I think that all the medications shes been on have just caused her to really lose her presence altogether. She swears shes been backing off on how much meds she’s been taking but its really not showing. I hope that some of that was brought on by the fact that she, as long as the rest of the household, has been fighting off mono for a few months.
Recently she slipped getting out of the bath and suffered from a serious concussion. Of course the entire experience was frightening and only made worse by the fact that my dad doesn’t handle emergencies well and was freaking out. I only had long enough to make sure that she was going to be brought to the emergency room before I had to go to work, i am just thankful my sisters weren’t there.
That was just a few days before valentines day (i remember because of the long and vivid nightmare I had about her hurting herself when my Fiance and I spent the night an hour away in the hotel we intend to get married in). Since then she has been even less present seeming and I am scared of leaving her home alone, especially because her bedroom is on the second floor. Everytime I hear a thump I flip out.
On top of that, I know her doctor has upped the dosage of the pain meds and other types of meds (clonipin) she has been taking due to her “chronic” back pain.
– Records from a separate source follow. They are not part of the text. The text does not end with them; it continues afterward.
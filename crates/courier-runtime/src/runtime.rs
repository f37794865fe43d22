//! Runtime orchestration.
//!
//! The runtime builds a robot from configuration, wires up the adapter and
//! brain, runs the dispatch and connection loops, and tears everything down
//! on a shutdown signal.
//!
//! # Quick Start
//!
//! ```rust,ignore
//! use courier_runtime::CourierRuntime;
//!
//! #[tokio::main]
//! async fn main() -> courier_runtime::RuntimeResult<()> {
//!     let runtime = CourierRuntime::new();
//!     runtime.attach_client(my_rtm_client);
//!     runtime.run().await
//! }
//! ```

use std::sync::Arc;

use parking_lot::RwLock;
use tokio::signal;
use tracing::{error, info};

use courier_adapter_rtm::RtmAdapter;
use courier_adapter_rtm::client::BoxedClient;
use courier_core::{Adapter, BoxedAdapter, MemoryBrain, Robot};

use crate::config::{ConfigLoader, CourierConfig};
use crate::error::{RuntimeError, RuntimeResult};
use crate::logging;

/// The main Courier runtime.
///
/// Owns the robot and the adapter task. Scripts register against
/// [`robot`](CourierRuntime::robot) before [`run`](CourierRuntime::run).
pub struct CourierRuntime {
    config: CourierConfig,
    robot: Arc<Robot>,
    adapter: RwLock<Option<Arc<RtmAdapter>>>,
}

impl CourierRuntime {
    /// Creates a runtime with automatic configuration loading.
    ///
    /// Reads `courier.toml` and `COURIER_*` variables; falls back to
    /// defaults when no configuration is found.
    pub fn new() -> Self {
        let config = ConfigLoader::new().load().unwrap_or_else(|e| {
            eprintln!("warning: failed to load config ({e}), using defaults");
            CourierConfig::default()
        });
        Self::from_config(config)
    }

    /// Creates a runtime from a loaded configuration.
    ///
    /// Initializes logging and builds the robot; the default brain is an
    /// in-memory store that is immediately loaded.
    pub fn from_config(config: CourierConfig) -> Self {
        logging::init_from_config(&config.logging);

        let mut robot = Robot::new(&config.name)
            .with_drain_interval(config.queue.drain_interval())
            .with_queue_soft_limit(config.queue.soft_limit);
        if let Some(alias) = &config.alias {
            robot = robot.with_alias(alias);
        }
        let robot = Arc::new(robot);
        robot.set_brain(Arc::new(MemoryBrain::loaded()));

        info!(name = %config.name, "runtime configured");
        Self {
            config,
            robot,
            adapter: RwLock::new(None),
        }
    }

    /// The configuration the runtime was built from.
    pub fn config(&self) -> &CourierConfig {
        &self.config
    }

    /// The robot, for script and middleware registration.
    pub fn robot(&self) -> Arc<Robot> {
        Arc::clone(&self.robot)
    }

    /// Builds the RTM adapter over `client` and attaches it to the robot.
    pub fn attach_client(&self, client: BoxedClient) {
        let adapter = Arc::new(RtmAdapter::new(client, self.config.adapter.clone()));
        self.robot
            .attach_adapter(Arc::clone(&adapter) as BoxedAdapter);
        *self.adapter.write() = Some(adapter);
    }

    /// Runs until a shutdown signal or until the robot stops on its own
    /// (a terminal adapter close with reconnection off), then tears down:
    /// cancel, final drain, brain save and close.
    pub async fn run(&self) -> RuntimeResult<()> {
        info!(name = %self.config.name, "runtime starting");

        let robot = Arc::clone(&self.robot);
        let dispatch = tokio::spawn(async move { robot.run().await });

        let adapter = self.adapter.read().clone();
        if let Some(adapter) = &adapter {
            tokio::spawn(Arc::clone(adapter).run(Arc::clone(&self.robot)));
        } else {
            info!("no adapter attached, dispatch loop only");
        }

        let cancel = self.robot.cancellation_token();
        tokio::select! {
            _ = shutdown_signal() => info!("shutdown signal received"),
            _ = cancel.cancelled() => info!("robot stopped"),
        }

        self.robot.shutdown();
        if let Some(adapter) = &adapter {
            adapter.close().await;
        }
        dispatch
            .await
            .map_err(|e| RuntimeError::Dispatch(e.to_string()))?;

        let brain = self.robot.brain();
        brain.save().await?;
        brain.close().await?;
        info!("runtime stopped");
        Ok(())
    }
}

impl Default for CourierRuntime {
    fn default() -> Self {
        Self::new()
    }
}

/// Resolves on Ctrl-C or, on unix, SIGTERM.
async fn shutdown_signal() {
    let ctrl_c = async {
        if let Err(e) = signal::ctrl_c().await {
            error!(error = %e, "failed to install Ctrl-C handler");
            std::future::pending::<()>().await;
        }
    };

    #[cfg(unix)]
    let terminate = async {
        match signal::unix::signal(signal::unix::SignalKind::terminate()) {
            Ok(mut term) => {
                term.recv().await;
            }
            Err(e) => {
                error!(error = %e, "failed to install SIGTERM handler");
                std::future::pending::<()>().await;
            }
        }
    };

    #[cfg(not(unix))]
    let terminate = std::future::pending::<()>();

    tokio::select! {
        _ = ctrl_c => {},
        _ = terminate => {},
    }
}

#[cfg(test)]
mod tests {
    use super::*;
    use crate::config::QueueConfig;
    use std::time::Duration;

    fn quiet_config() -> CourierConfig {
        CourierConfig {
            name: "hubert".to_string(),
            alias: Some("/".to_string()),
            queue: QueueConfig {
                drain_interval_ms: 50,
                soft_limit: 8,
            },
            ..CourierConfig::default()
        }
    }

    #[tokio::test]
    async fn robot_reflects_configuration() {
        let runtime = CourierRuntime::from_config(quiet_config());
        let robot = runtime.robot();
        assert_eq!(robot.name(), "hubert");
        assert_eq!(robot.alias(), Some("/"));
    }

    #[tokio::test]
    async fn run_exits_when_the_robot_is_cancelled() {
        let runtime = CourierRuntime::from_config(quiet_config());
        runtime.robot().shutdown();

        tokio::time::timeout(Duration::from_secs(2), runtime.run())
            .await
            .expect("runtime did not stop")
            .expect("runtime returned an error");
    }
}
impl RtmAdapter {
    /// Creates an adapter speaking through `client`.
    pub fn new(client: BoxedClient, config: RtmConfig) -> Self {
        let normalizer = Normalizer::new(
            Arc::clone(&client),
            config.cache_ttl(),
            config.fetch_timeout(),
        );
        let (state_tx, _rx) = watch::channel(ConnectionState::Disconnected);
        Self {
            client,
            config,
            normalizer,
            identity: RwLock::new(None),
            state_tx,
            stop: CancellationToken::new(),
        }
    }

    /// The adapter configuration.
    pub fn config(&self) -> &RtmConfig {
        &self.config
    }

    /// The bot identity, once resolved.
    pub fn identity(&self) -> Option<BotIdentity> {
        self.identity.read().clone()
    }

    /// Subscribes to connection state transitions.
    pub fn subscribe_state(&self) -> watch::Receiver<ConnectionState> {
        self.state_tx.subscribe()
    }

    /// Current connection state.
    pub fn state(&self) -> ConnectionState {
        *self.state_tx.borrow()
    }

    fn set_state(&self, state: ConnectionState) {
        if *self.state_tx.borrow() != state {
            debug!(?state, "connection state changed");
            let _ = self.state_tx.send(state);
        }
    }

    /// Fetches every page of the user directory, in page order, and primes
    /// the enrichment cache with the result.
    ///
    /// Pagination terminates on an absent or empty cursor, so exactly one
    /// call sees the terminal page.
    pub async fn load_user_directory(&self) -> ClientResult<Vec<UserInfo>> {
        let mut members = Vec::new();
        let mut cursor: Option<String> = None;
        loop {
            let page = self
                .client
                .list_users(cursor.as_deref(), self.config.page_limit)
                .await?;
            members.extend(page.members);
            match page.next_cursor {
                Some(next) if !next.is_empty() => cursor = Some(next),
                _ => break,
            }
        }
        info!(users = members.len(), "user directory loaded");
        self.normalizer.remember_users(members.iter().cloned());
        Ok(members)
    }

    /// Runs the connection lifecycle until a terminal close or
    /// [`Adapter::close`].
    ///
    /// Inbound events are normalized and enqueued on the robot's command
    /// queue; dispatch stays in the robot's own loop.
    pub async fn run(self: Arc<Self>, robot: Arc<Robot>) {
        let handle = robot.queue_handle("rtm");

        loop {
            if self.stop.is_cancelled() {
                break;
            }
            self.set_state(ConnectionState::Connecting);

            let session = tokio::select! {
                _ = self.stop.cancelled() => break,
                result = self.client.connect() => result,
            };
            match session {
                Ok(session) => {
                    self.on_connected(&robot, &handle, session).await;
                }
                Err(e) => {
                    // A refused connect is terminal; the reconnect policy
                    // covers streams that were established and then ended.
                    warn!(error = %e, "connect attempt failed");
                    robot
                        .errors()
                        .report(e, courier_core::ErrorContext::default());
                    break;
                }
            }

            self.set_state(ConnectionState::Closed);
            if !self.config.auto_reconnect || self.stop.is_cancelled() {
                break;
            }
            info!(delay_ms = self.config.reconnect_delay_ms, "reconnecting");
            tokio::select! {
                _ = self.stop.cancelled() => break,
                _ = tokio::time::sleep(self.config.reconnect_delay()) => {}
            }
            self.set_state(ConnectionState::Disconnected);
        }

        // Terminal: stop producing, let queued items drain, stop the robot.
        self.set_state(ConnectionState::Closed);
        handle.close();
        robot.shutdown();
        info!("adapter stopped");
    }

    async fn on_connected(
        &self,
        robot: &Arc<Robot>,
        handle: &courier_core::QueueHandle,
        mut session: RtmSession,
    ) {
        info!(bot = %session.identity.name, "stream established");
        *self.identity.write() = Some(session.identity.clone());
        self.set_state(ConnectionState::Authenticated);

        if let Err(e) = self.load_user_directory().await {
            warn!(error = %e, "user directory load failed, continuing without it");
        }
        self.set_state(ConnectionState::Connected);

        self.spawn_presence_subscription(robot);

        loop {
            let event = tokio::select! {
                _ = self.stop.cancelled() => return,
                event = session.events.recv() => event,
            };
            let Some(event) = event else {
                debug!("event stream closed");
                return;
            };
            match event {
                WireEvent::Goodbye => {
                    info!("goodbye frame received, stream closing");
                    return;
                }
                WireEvent::Error { code, msg } => {
                    self.set_state(ConnectionState::Errored);
                    robot.errors().report(
                        AdapterError::Platform(format!("{code}: {msg}")),
                        courier_core::ErrorContext::default(),
                    );
                }
                event => {
                    if let Some(message) = self.normalizer.normalize(event).await {
                        // A normalized event after an error frame means the
                        // stream recovered.
                        self.set_state(ConnectionState::Connected);
                        handle.enqueue(message);
                    }
                }
            }
        }
    }

    /// Subscribes to presence updates once persisted state is available.
    ///
    /// The subscription waits for the brain's loaded signal so the user set
    /// reflects restored state, not just the fresh directory.
    fn spawn_presence_subscription(&self, robot: &Arc<Robot>) {
        let client = Arc::clone(&self.client);
        let brain = robot.brain();
        let stop = self.stop.clone();
        let identity = self.identity.read().clone();
        tokio::spawn(async move {
            tokio::select! {
                _ = stop.cancelled() => return,
                _ = wait_loaded(brain.as_ref()) => {}
            }
            let ids: Vec<String> = identity.into_iter().map(|i| i.user_id).collect();
            if let Err(e) = client.subscribe_presence(&ids).await {
                warn!(error = %e, "presence subscription failed");
            } else {
                debug!(users = ids.len(), "presence subscription issued");
            }
        });
    }
}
I have been begging her to consult with another doctor because I honestly believe there are real solutions to her problem. I experienced some back pain for several months and went to her doctor he said “oh, its probably just a little pain, things like this last no longer than 6-8 weeks” (at this point I had been experiencing it for about 4 months). I think the guy has no idea what he’s talking about. If a doctor tells me I’ll have chronic pain forever and that i just need to keep coming back for regular appointments, i freaking get a second opinion (i did btw when i went, and it helped).
In any case, my mom is not my mom anymore, if i can say that without sounding childish. She seems to have lost her mind, her body, in a sense, and just given up on like.. living all together. Her mom (morbidly obese and suffering from many many illnesses) suffered a heart attack at the age of 60 and passed and my mom is now convinced that she and all of her sibling will drop dead any day now (she specifically is by anyone else’s regard in perfect health, ideal weight, no physical illnesses). At dinner the other night I made some sort of comment about “when you’re 60” and she responded with “i don’t think that will happen.” Not intending to be funny.
She’s not trying to take care of herself, my dad, or my younger sisters. My dad’s too busy thinking about my sisters and my mom and not spending anytime taking care of himself, on top of his full time job.
I feel like I’m left with the slack. The seemingly endless slack.
I just don’t know what to do, I feel like the only people who can help my parents are them. But they don’t seem to know or care that that’s the case. Specifically in my mom’s case since, as she said, its her turn to be taken care of. I guess in the end I don’t have a question, I just needed to share these fears and frustrations with someone.